A man who shot and killed a complete stranger in Chester with a bow and arrow has had his foot imprisoned by a judge at The Old Bailey.
The accused, John Doyley, claimed he had only intended to wound the victim, 47 year old David Anwyl, and that his unprovoked attack was merely a protest at ridiculous laws that have not been repealed. An obscure British law does indeed state that in Chester, it is legal to shoot a Welsh person with a bow and arrow inside city walls after midnight. Though considered ridiculous by today's standards, the ancient law is still in force.
Doyley's defence counsel went to great lengths and used eye witness accounts and forensic tests to prove beyond a doubt that Mr. Anwyl was indeed Welsh and had been killed by a bow and arrow after midnight and was within an area that would have been within the ancient city's walls.
Though Doyley freely admitted that he had intended to shoot Mr. Anwyl with the murder weapon, the judge stated that: "It would be most prejudicial to continue with a case for manslaughter, as to implement one piece of legislation while ignoring another, however archaic, would not be a good precedent to set within the British Justice System."
Just as the judge was instructing the clerk of the court to dismiss the case, the prosecution stunned the court by announcing they had come into possession of some eleventh hour medical evidence that could turn the whole case around.
According to a more thorough review of the medical data, David Anwyl was not purely Welsh, but had a small amount of Scottish blood in his veins. When presented with the technical details of exactly how much blood was Scots, the already frustrated judge demanded to hear in simple terms how much of the overall body this blood would have taken up. The medical witness on the stand hesitated and then answered, "I should say about as much as there is in a human foot, your honour."
It was at this point that the jury were dismissed and a heated debate began at the bar. The dismissal of the jury was in fact coincidental and unconnected with the new evidence; the judge was heard by one journalist to mutter, "bunch of halfwits," but quickly scolded the clerk and demanded this be scrubbed from the record.

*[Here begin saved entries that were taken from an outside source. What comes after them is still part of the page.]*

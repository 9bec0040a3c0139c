//! File-backed subscription and preference store.
//!
//! JSON files — human-readable, git-friendly. The real application keeps
//! these behind its own persistence layer; this store serves the CLI binary
//! and integration tests through the same trait seams.

use std::collections::BTreeMap;
use std::path::{Path, PathBuf};

use async_trait::async_trait;

use subwatch_core::config::NotificationPreferences;
use subwatch_core::error::{Result, SubwatchError};
use subwatch_core::traits::{PreferenceStore, SubscriptionStore};
use subwatch_core::types::Subscription;

/// Loads `subscriptions.json` and `preferences.json` from a directory.
/// Preferences are validated at load; invalid users are dropped with a
/// warning so one bad record never poisons the whole store.
pub struct FileStore {
    subscriptions: Vec<Subscription>,
    preferences: Vec<(String, NotificationPreferences)>,
}

impl FileStore {
    pub fn load(dir: &Path) -> Result<Self> {
        let subscriptions: Vec<Subscription> =
            read_json(&dir.join("subscriptions.json"))?.unwrap_or_default();

        let raw: BTreeMap<String, NotificationPreferences> =
            read_json(&dir.join("preferences.json"))?.unwrap_or_default();

        let mut preferences = Vec::new();
        for (user_id, prefs) in raw {
            match prefs.validate() {
                Ok(()) => preferences.push((user_id, prefs)),
                Err(e) => {
                    tracing::warn!("⚠️ Dropping preferences for user {user_id}: {e}");
                }
            }
        }

        tracing::info!(
            "💾 Loaded {} subscription(s), {} user(s) with preferences from {}",
            subscriptions.len(),
            preferences.len(),
            dir.display()
        );
        Ok(Self { subscriptions, preferences })
    }

    /// Default data directory (~/.subwatch/data).
    pub fn default_dir() -> PathBuf {
        dirs::home_dir()
            .unwrap_or_else(|| PathBuf::from("."))
            .join(".subwatch")
            .join("data")
    }
}

fn read_json<T: serde::de::DeserializeOwned>(path: &Path) -> Result<Option<T>> {
    if !path.exists() {
        return Ok(None);
    }
    let content = std::fs::read_to_string(path)
        .map_err(|e| SubwatchError::Store(format!("read {}: {e}", path.display())))?;
    let value = serde_json::from_str(&content)
        .map_err(|e| SubwatchError::Store(format!("parse {}: {e}", path.display())))?;
    Ok(Some(value))
}

#[async_trait]
impl SubscriptionStore for FileStore {
    async fn list_active_for_user(&self, user_id: &str) -> Result<Vec<Subscription>> {
        Ok(self
            .subscriptions
            .iter()
            .filter(|s| s.user_id == user_id && s.active)
            .cloned()
            .collect())
    }
}

#[async_trait]
impl PreferenceStore for FileStore {
    async fn list_users_with_preferences(
        &self,
    ) -> Result<Vec<(String, NotificationPreferences)>> {
        Ok(self.preferences.clone())
    }

    async fn get_preferences(&self, user_id: &str) -> Result<Option<NotificationPreferences>> {
        Ok(self
            .preferences
            .iter()
            .find(|(id, _)| id == user_id)
            .map(|(_, prefs)| prefs.clone()))
    }
}
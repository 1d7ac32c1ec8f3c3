//! Crawl frontier
//!
//! The frontier owns everything that is left to crawl:
//! - a seen-set of canonical URLs, tested and marked under one lock
//! - a bounded FIFO queue of [`CrawlTask`]s
//! - an outstanding counter (queued plus in-flight tasks) for drain detection
//! - a close token that releases every waiter

use crate::crawler::task::CrawlTask;
use crate::url::canonical_key;
use std::collections::HashSet;
use std::sync::atomic::{AtomicUsize, Ordering};
use std::sync::{Arc, Mutex, MutexGuard};
use thiserror::Error;
use tokio::sync::{mpsc, Mutex as AsyncMutex, Notify};
use tokio::task::JoinHandle;
use tokio_util::sync::CancellationToken;
use url::Url;

/// Returned by [`Frontier::enqueue`] once the frontier has been closed
#[derive(Debug, Error, Clone, Copy, PartialEq, Eq)]
#[error("frontier is closed")]
pub struct FrontierClosed;

/// Deduplicating, bounded queue of crawl tasks
///
/// Every successful `enqueue` must eventually be balanced by one `task_done`,
/// either when the task is skipped or when its execution finishes. The frontier
/// is drained when that balance reaches zero.
pub struct Frontier {
    seen: Mutex<HashSet<String>>,
    sender: mpsc::Sender<CrawlTask>,
    receiver: AsyncMutex<mpsc::Receiver<CrawlTask>>,
    capacity: usize,
    outstanding: AtomicUsize,
    drained: Notify,
    closed: CancellationToken,
}

impl Frontier {
    /// Creates an open frontier holding at most `capacity` queued tasks
    pub fn new(capacity: usize) -> Self {
        let capacity = capacity.max(1);
        let (sender, receiver) = mpsc::channel(capacity);

        Self {
            seen: Mutex::new(HashSet::new()),
            sender,
            receiver: AsyncMutex::new(receiver),
            capacity,
            outstanding: AtomicUsize::new(0),
            drained: Notify::new(),
            closed: CancellationToken::new(),
        }
    }

    /// Enqueues one task per URL in a background task, with `origin` as parent
    ///
    /// The frontier counts as busy until seeding finishes, so it cannot be seen
    /// as drained while seeds are still waiting for queue space. The handle
    /// yields the number of tasks actually enqueued.
    pub fn seed(self: &Arc<Self>, urls: Vec<Url>, origin: Url) -> JoinHandle<usize> {
        self.outstanding.fetch_add(1, Ordering::SeqCst);

        let frontier = Arc::clone(self);
        tokio::spawn(async move {
            let total = urls.len();
            let mut seeded = 0;

            for url in urls {
                if frontier
                    .enqueue(CrawlTask::new(origin.clone(), url))
                    .await
                    .is_err()
                {
                    tracing::debug!(
                        "Frontier closed after seeding {} of {} URLs",
                        seeded,
                        total
                    );
                    break;
                }
                seeded += 1;
            }

            frontier.task_done();
            seeded
        })
    }

    /// Adds a task to the back of the queue, waiting while the queue is full
    ///
    /// # Returns
    ///
    /// * `Ok(())` - The task is queued
    /// * `Err(FrontierClosed)` - The frontier was closed; the task is discarded
    pub async fn enqueue(&self, task: CrawlTask) -> Result<(), FrontierClosed> {
        if self.closed.is_cancelled() {
            return Err(FrontierClosed);
        }

        self.outstanding.fetch_add(1, Ordering::SeqCst);

        let sent = tokio::select! {
            biased;
            _ = self.closed.cancelled() => false,
            result = self.sender.send(task) => result.is_ok(),
        };

        if sent {
            Ok(())
        } else {
            self.task_done();
            Err(FrontierClosed)
        }
    }

    /// Takes the task at the front of the queue
    ///
    /// Waits while the queue is empty. Once the frontier is closed, the remaining
    /// queued tasks are still handed out and `None` is returned when none are left.
    pub async fn next(&self) -> Option<CrawlTask> {
        let mut receiver = self.receiver.lock().await;

        if self.closed.is_cancelled() {
            return receiver.try_recv().ok();
        }

        tokio::select! {
            biased;
            task = receiver.recv() => task,
            _ = self.closed.cancelled() => receiver.try_recv().ok(),
        }
    }

    /// Marks `url` as seen
    ///
    /// Returns `true` if the URL was not seen before. Test and mark happen under
    /// one lock, so concurrent callers with the same URL get exactly one `true`.
    pub fn mark_seen(&self, url: &Url) -> bool {
        self.lock_seen().insert(canonical_key(url))
    }

    /// Balances one successful `enqueue`
    pub fn task_done(&self) {
        let previous = self
            .outstanding
            .fetch_update(Ordering::SeqCst, Ordering::SeqCst, |n| n.checked_sub(1));

        if previous == Ok(1) {
            self.drained.notify_waiters();
        }
    }

    /// Resolves once no task is queued and none is in flight
    pub async fn drained(&self) {
        loop {
            let notified = self.drained.notified();
            tokio::pin!(notified);
            notified.as_mut().enable();

            if self.outstanding.load(Ordering::SeqCst) == 0 {
                return;
            }

            notified.await;
        }
    }

    /// Closes the frontier, waking every waiter in `next` and `enqueue`
    ///
    /// Idempotent.
    pub fn close(&self) {
        self.closed.cancel();
    }

    pub fn is_closed(&self) -> bool {
        self.closed.is_cancelled()
    }

    /// Number of queued tasks
    pub fn len(&self) -> usize {
        self.capacity - self.sender.capacity()
    }

    pub fn is_empty(&self) -> bool {
        self.len() == 0
    }

    /// Maximum number of queued tasks
    pub fn capacity(&self) -> usize {
        self.capacity
    }

    /// Number of distinct URLs marked seen
    pub fn seen_count(&self) -> usize {
        self.lock_seen().len()
    }

    /// Number of tasks queued or in flight
    pub fn outstanding(&self) -> usize {
        self.outstanding.load(Ordering::SeqCst)
    }

    fn lock_seen(&self) -> MutexGuard<'_, HashSet<String>> {
        self.seen
            .lock()
            .unwrap_or_else(|poisoned| poisoned.into_inner())
    }
}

The bar itself was called O'Flannagan's and was situated just across the road from the Court Building.
The defence moved to quickly reject the medical evidence, stating that a bit of Scotch thrown into the cocktail in no way diminished Mr. Anwyl's obvious Welsh ethnicity, but the prosecution countered that, even if Doyley had been completely lawful in killing the rest of the Welshman, he was guilty of murdering the Scottish bit, albeit the equivalent of a foot.
The judge listened carefully to the arguments and then said, "After much sober reflection, I have reached a verdict." This statement alone, due to the mere mention of 'sober' in O'Flannagans received a barrage of objections from both sides.
The judge decided that the only fair option was that Doyley should be found guilty of murdering a foot and so ordered that one of his feet be imprisoned.
Doyley was then fitted with a large wooden box over his left foot, similar in size to a shoebox, and then clumped away down the street, an otherwise free man.